_Work required:_ Using the data below, return the stretch from the line that contains "use super::*;" through the line that contains "m.insert(5);", both included, exactly as it stands and nothing beyond it.

_Records for processing:_
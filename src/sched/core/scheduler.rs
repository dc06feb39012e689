//! # Loop do Escalonador
//!
//! Executado a cada tick do timer e a cada yield/bloqueio, somente no núcleo
//! chamador:
//!
//! 1. Núcleo já dentro da seção crítica: retorna (o timer disparou de novo).
//! 2. Tenta o lock sem bloquear. Se outro núcleo está decidindo e a thread
//!    atual deixou de ser elegível, troca para a idle local sem lock. A
//!    elegibilidade é lida de `must_stop`, que toda transição para fora de
//!    CAN_RUN da thread atual liga (bloqueio, pausa, sinal, término remoto).
//! 3. Carimba a thread atual (`last_preempted`), limpa `RUNNING` e restaura a
//!    afinidade original.
//! 4. Varre as threads bloqueadas (HIGH → IDLE) avaliando os predicados.
//! 5. Seleciona: classes da maior para a menor; dentro da classe, a elegível
//!    preemptada há mais tempo com fatia abaixo da cota. Classe esgotada tem
//!    os contadores zerados antes da próxima varredura. Duas varreduras sem
//!    escolha caem na idle do núcleo.
//! 6. Mesma thread: nada a trocar. Senão vincula a nova thread ao núcleo,
//!    libera o lock e troca o contexto.
//!
//! Uma thread continua vinculada (`bound_cpu`) ao núcleo de onde saiu até o
//! epílogo da troca (`finish_switch`), quando seu contexto já foi salvo. Só
//! então outro núcleo pode escolhê-la ou sua pilha pode ser liberada.

use super::cpu::{CoreLocal, NO_THREAD};
use super::lock::SchedState;
use super::Scheduler;
use crate::core::debug::fatal;
use crate::core::smp::CpuMask;
use crate::sched::config::{PRIORITY_COUNT, SELECTION_SWEEPS};
use crate::sched::task::context::CpuContext;
use crate::sched::task::predicate::PredicateContext;
use crate::sched::task::state::{Priority, ThreadStatus, WakeReason};

/// Resultado da varredura de uma classe.
enum ClassScan {
    Picked(u32),
    /// Há elegíveis, mas todas atingiram a cota
    Exhausted,
    /// Nenhuma thread elegível neste núcleo
    Empty,
}

impl Scheduler {
    /// Tick do timer no núcleo atual. Só o núcleo 0 avança o relógio.
    pub fn timer_tick(&self) {
        let cpu = self.this_core();
        if !cpu.is_online() {
            return;
        }
        if cpu.id == 0 {
            self.jiffies.inc();
        }
        self.schedule();
    }

    /// Cede o núcleo voluntariamente.
    pub fn yield_now(&self) {
        self.schedule();
    }

    /// Executa uma decisão de escalonamento no núcleo chamador.
    pub fn schedule(&self) {
        let ops = self.platform.as_cpu();
        let cpu = self.this_core();
        if !cpu.is_online() || cpu.in_scheduler() {
            return;
        }

        let Some(mut st) = self.lock.try_enter(cpu, ops) else {
            self.contended(cpu);
            return;
        };

        self.finish_prev(&mut st, cpu);
        st.clock += 1;

        let cur = cpu.current();
        self.preempt(&mut st, cpu, cur);
        self.wake_blocked(&mut st);
        let next = self.select(&mut st, cpu);

        if next == cur {
            if let Some(t) = st.threads.get_mut(cur) {
                t.status.insert(ThreadStatus::RUNNING);
            }
            return;
        }

        let next_ctx = self.bind_next(&mut st, cpu, next);
        let cur_ctx = cpu.current_ctx();
        cpu.set_prev(cur);
        cpu.set_current(next, next_ctx);

        let irq = st.into_irq();
        // SAFETY: interrupções desabilitadas; `cur` e `next` continuam
        // vinculados a este núcleo, então seus registros (e contextos) vivem
        // até o epílogo.
        unsafe { ops.switch_context(cur_ctx, next_ctx) };

        // De volta na thread `cur`, possivelmente em outro núcleo.
        self.finish_switch();
        if irq {
            ops.enable_interrupts();
        }
    }

    /// Epílogo da troca: desvincula a thread que saiu do núcleo.
    ///
    /// Roda logo após cada troca; threads novas chegam aqui pelo gancho
    /// `anvil_finish_switch` do trampolim de entrada.
    pub fn finish_switch(&self) {
        let cpu = self.this_core();
        if cpu.prev() == NO_THREAD {
            return;
        }
        if let Some(mut st) = self.lock.try_enter(cpu, self.platform.as_cpu()) {
            self.finish_prev(&mut st, cpu);
        }
    }

    /// Lock disputado: sai da thread atual sem lock se ela não pode continuar.
    fn contended(&self, cpu: &CoreLocal) {
        if !cpu.must_stop() || cpu.prev() != NO_THREAD || cpu.is_idle_current() {
            return;
        }

        let ops = self.platform.as_cpu();
        let irq = ops.are_interrupts_enabled();
        ops.disable_interrupts();

        let cur = cpu.current();
        let cur_ctx = cpu.current_ctx();
        let idle_ctx = cpu.idle_ctx();
        cpu.clear_stop();
        cpu.set_prev(cur);
        cpu.set_current(cpu.idle(), idle_ctx);
        crate::ktrace!("(Sched) Lock disputado, indo para idle na cpu=", cpu.id);

        // SAFETY: `cur` segue vinculado a este núcleo até o epílogo; o
        // contexto da idle nunca é liberado.
        unsafe { ops.switch_context(cur_ctx, idle_ctx) };

        self.finish_switch();
        if irq {
            ops.enable_interrupts();
        }
    }

    /// Passo 3: a thread atual perde o núcleo.
    fn preempt(&self, st: &mut SchedState, cpu: &CoreLocal, cur: u32) {
        cpu.clear_stop();
        let clock = st.clock;
        let Some(t) = st.threads.get_mut(cur) else {
            return;
        };
        if t.status.is_dead() {
            return;
        }
        t.status.remove(ThreadStatus::RUNNING);
        t.last_preempted = clock;
        if !t.is_idle {
            t.affinity = t.original_affinity;
        }
    }

    /// Passo 4: avalia os predicados das threads bloqueadas.
    pub(crate) fn wake_blocked(&self, st: &mut SchedState) {
        let now = self.jiffies.get();
        for prio in Priority::DESCENDING {
            let mut cursor = st.queues.get(prio).head();
            while let Some(slot) = cursor {
                cursor = st.threads.run_links[slot as usize].next();
                self.poll_blocked(st, slot, now);
            }
        }
    }

    fn poll_blocked(&self, st: &mut SchedState, slot: u32, now: u64) {
        let Some(t) = st.threads.get_mut(slot) else {
            return;
        };
        if !t.status.contains(ThreadStatus::BLOCKED) {
            return;
        }
        if t.status.contains(ThreadStatus::IN_BLOCK_CALLBACK) {
            crate::kerror!("(Sched) Predicado reentrante, tid=", t.tid.0);
            fatal(self.platform.as_cpu(), "(Sched) avaliacao reentrante de predicado", Some(slot as u64));
        }

        let tid = t.tid;
        let wake_time = t.wake_time;
        let satisfied = match t.block.take() {
            Some(mut pred) => {
                t.status.insert(ThreadStatus::IN_BLOCK_CALLBACK);
                let ok = pred.poll(&PredicateContext::new(&st.threads, now, tid, wake_time));
                let Some(t) = st.threads.get_mut(slot) else {
                    return;
                };
                t.status.remove(ThreadStatus::IN_BLOCK_CALLBACK);
                if !ok {
                    t.block = Some(pred);
                }
                ok
            }
            None => false,
        };

        let reason = if satisfied {
            Some(WakeReason::Condition)
        } else if wake_time.is_some_and(|w| now >= w) {
            Some(WakeReason::Timeout)
        } else {
            None
        };

        if let (Some(reason), Some(t)) = (reason, st.threads.get_mut(slot)) {
            t.status.remove(ThreadStatus::BLOCKED);
            t.block = None;
            t.wake_time = None;
            t.wake_reason = Some(reason);
            crate::ktrace!("(Sched) Thread desbloqueada tid=", tid.0);
        }
    }

    /// Passo 5: escolhe a próxima thread deste núcleo (ou a idle).
    pub(crate) fn select(&self, st: &mut SchedState, cpu: &CoreLocal) -> u32 {
        let mut had_eligible = [false; PRIORITY_COUNT];
        let mut picked = None;

        'sweeps: for _ in 0..SELECTION_SWEEPS {
            for prio in Priority::DESCENDING {
                match self.scan_class(st, prio, cpu.id) {
                    ClassScan::Picked(slot) => {
                        had_eligible[prio.index()] = true;
                        picked = Some((slot, prio));
                        break 'sweeps;
                    }
                    ClassScan::Exhausted => {
                        had_eligible[prio.index()] = true;
                        Self::reset_class(st, prio);
                    }
                    ClassScan::Empty => {}
                }
            }
        }

        // Classes abaixo da escolhida não foram varridas nesta invocação.
        if let Some((_, served)) = picked {
            for prio in Priority::DESCENDING {
                if prio.index() < served.index() && !had_eligible[prio.index()] {
                    had_eligible[prio.index()] = Self::class_has_eligible(st, prio, cpu.id);
                }
            }
        }

        for prio in Priority::DESCENDING {
            let q = st.queues.get_mut(prio);
            match picked {
                Some((_, served)) if served == prio => q.iterations = 0,
                _ if had_eligible[prio.index()] => q.iterations += 1,
                _ => {}
            }
        }

        match picked {
            Some((slot, _)) => slot,
            None => cpu.idle(),
        }
    }

    fn scan_class(&self, st: &mut SchedState, prio: Priority, cpu: crate::core::smp::CpuId) -> ClassScan {
        let mut best: Option<(u32, u64)> = None;
        let mut eligible = false;

        let mut cursor = st.queues.get(prio).head();
        while let Some(slot) = cursor {
            cursor = st.threads.run_links[slot as usize].next();
            let Some(t) = st.threads.get_mut(slot) else {
                continue;
            };

            if t.status.contains(ThreadStatus::CLEAR_TIME_SLICE) {
                t.time_slice = 0;
                t.status.remove(ThreadStatus::CLEAR_TIME_SLICE);
            }
            if !t.is_selectable_on(cpu) {
                continue;
            }
            eligible = true;
            if !t.has_quota() {
                continue;
            }
            if best.map_or(true, |(_, stamp)| t.last_preempted < stamp) {
                best = Some((slot, t.last_preempted));
            }
        }

        match (best, eligible) {
            (Some((slot, _)), _) => ClassScan::Picked(slot),
            (None, true) => ClassScan::Exhausted,
            (None, false) => ClassScan::Empty,
        }
    }

    /// A classe tem alguma thread que este núcleo poderia rodar (com ou sem
    /// cota)? Não altera nenhum registro.
    fn class_has_eligible(st: &SchedState, prio: Priority, cpu: crate::core::smp::CpuId) -> bool {
        st.queues
            .get(prio)
            .iter(&st.threads.run_links)
            .any(|slot| st.threads.get(slot).is_some_and(|t| t.is_selectable_on(cpu)))
    }

    /// Marca a classe inteira para zerar as fatias na próxima varredura.
    fn reset_class(st: &mut SchedState, prio: Priority) {
        let mut cursor = st.queues.get(prio).head();
        while let Some(slot) = cursor {
            cursor = st.threads.run_links[slot as usize].next();
            if let Some(t) = st.threads.get_mut(slot) {
                t.status.insert(ThreadStatus::CLEAR_TIME_SLICE);
            }
        }
    }

    /// Passo 6: vincula `next` a este núcleo e carrega seu espaço de
    /// endereçamento. Retorna o contexto a retomar.
    pub(crate) fn bind_next(&self, st: &mut SchedState, cpu: &CoreLocal, next: u32) -> *mut CpuContext {
        let now = self.jiffies.get();
        let ops = self.platform.as_cpu();

        let Some(t) = st.threads.get_mut(next) else {
            fatal(ops, "(Sched) thread selecionada nao existe", Some(next as u64));
        };
        if t.status.contains(ThreadStatus::RUNNING) || t.bound_cpu.is_some_and(|c| c != cpu.id) {
            crate::kerror!("(Sched) Thread ja possui outro nucleo, tid=", t.tid.0);
            crate::kerror!("(Sched) status=", t.status.bits());
            crate::kerror!("(Sched) rip=", t.context.rip);
            crate::kerror!("(Sched) rsp=", t.context.rsp);
            fatal(ops, "(Sched) thread selecionada ja esta RUNNING", Some(t.bound_cpu.unwrap_or(u32::MAX) as u64));
        }
        if !t.status.is_consistent() {
            fatal(ops, "(Sched) status inconsistente", Some(t.status.bits() as u64));
        }

        if !t.is_idle {
            t.affinity = CpuMask::single(cpu.id);
            t.time_slice += 1;
        }
        t.status.insert(ThreadStatus::RUNNING);
        t.bound_cpu = Some(cpu.id);
        t.accounting.start_exec(now);
        let ctx = t.context_ptr();
        let owner = t.owner;
        crate::ktrace!("(Sched) Selecionada tid=", t.tid.0);

        if let Some(c) = st.threads.get_mut(cpu.current()) {
            if c.bound_cpu == Some(cpu.id) && !c.status.contains(ThreadStatus::RUNNING) {
                let voluntary = !c.status.is_eligible();
                c.accounting.end_exec(now, voluntary);
            }
        }

        let target = st.processes.aspace_of(owner);
        if target != cpu.aspace() {
            self.platform.switch_address_space(target);
            cpu.set_aspace(target);
        }
        ctx
    }
}
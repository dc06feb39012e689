//! # Hardware Abstraction Layer (HAL)
//!
//! O módulo `arch` é a **única** ponte entre o escalonador (lógica agnóstica)
//! e o hardware real. Toda troca de contexto, IPI, controle de interrupções e
//! gerência de pilhas/espaços de endereçamento passa pelos traits daqui.
//!
//! - `traits`: `CpuOps`, `MemoryOps` e o agregado `Platform`.
//! - `hosted`: plataforma simulada (apenas testes), onde cada thread do host
//!   faz o papel de um núcleo.

pub mod traits;

#[cfg(test)]
pub mod hosted;

pub use traits::*;
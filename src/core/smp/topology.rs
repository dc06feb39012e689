//! Arquivo: core/smp/topology.rs
//!
//! Propósito: Identificação de processadores e máscaras de afinidade.
//!
//! Detalhes de Implementação:
//! - `CpuId` é o índice lógico (0 a N-1) atribuído no bring-up.
//! - `CpuMask` é um bitmap de 64 bits: o bit N habilita a CPU lógica N.
//!   O limite de núcleos (`MAX_CPUS`) cabe nele.

use super::percpu::MAX_CPUS;

/// Identificador lógico de CPU (0 a N-1)
pub type CpuId = u32;

/// Máscara de afinidade (bit N = CPU lógica N).
#[derive(Debug, Clone, Copy, PartialEq, Eq, Default)]
pub struct CpuMask(u64);

impl CpuMask {
    pub const EMPTY: Self = Self(0);

    pub const fn from_bits(bits: u64) -> Self {
        Self(bits)
    }

    /// Máscara contendo apenas `cpu`.
    pub const fn single(cpu: CpuId) -> Self {
        if (cpu as usize) < MAX_CPUS {
            Self(1u64 << cpu)
        } else {
            Self(0)
        }
    }

    pub const fn bits(self) -> u64 {
        self.0
    }

    pub const fn is_empty(self) -> bool {
        self.0 == 0
    }

    pub const fn contains(self, cpu: CpuId) -> bool {
        (cpu as usize) < MAX_CPUS && self.0 & (1u64 << cpu) != 0
    }

    pub fn insert(&mut self, cpu: CpuId) {
        if (cpu as usize) < MAX_CPUS {
            self.0 |= 1u64 << cpu;
        }
    }

    pub fn remove(&mut self, cpu: CpuId) {
        if (cpu as usize) < MAX_CPUS {
            self.0 &= !(1u64 << cpu);
        }
    }

    pub const fn intersection(self, other: Self) -> Self {
        Self(self.0 & other.0)
    }

    pub const fn count(self) -> u32 {
        self.0.count_ones()
    }

    /// Itera as CPUs presentes, em ordem crescente.
    pub fn iter(self) -> impl Iterator<Item = CpuId> {
        (0..MAX_CPUS as CpuId).filter(move |&c| self.contains(c))
    }
}

#[cfg(test)]
mod tests {
    use super::*;

    #[test]
    fn single_and_contains() {
        let m = CpuMask::single(3);
        assert!(m.contains(3));
        assert!(!m.contains(2));
        assert_eq!(m.count(), 1);
        assert!(CpuMask::single(MAX_CPUS as CpuId).is_empty());
    }

    #[test]
    fn insert_remove_iter() {
        let mut m = CpuMask::EMPTY;
        m.insert(0);
        m.insert(5);
        m.insert(31);
        assert_eq!(m.iter().collect::<alloc::vec::Vec<_>>(), [0, 5, 31]);
        m.remove(5);
        assert!(!m.contains(5));
        assert_eq!(m.intersection(CpuMask::from_bits(1)).bits(), 1);
    }
}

_Answer section:_
    use super::*;

    #[test]
    fn single_and_contains() {
        let m = CpuMask::single(3);
        assert!(m.contains(3));
        assert!(!m.contains(2));
        assert_eq!(m.count(), 1);
        assert!(CpuMask::single(MAX_CPUS as CpuId).is_empty());
    }

    #[test]
    fn insert_remove_iter() {
        let mut m = CpuMask::EMPTY;
        m.insert(0);
        m.insert(5);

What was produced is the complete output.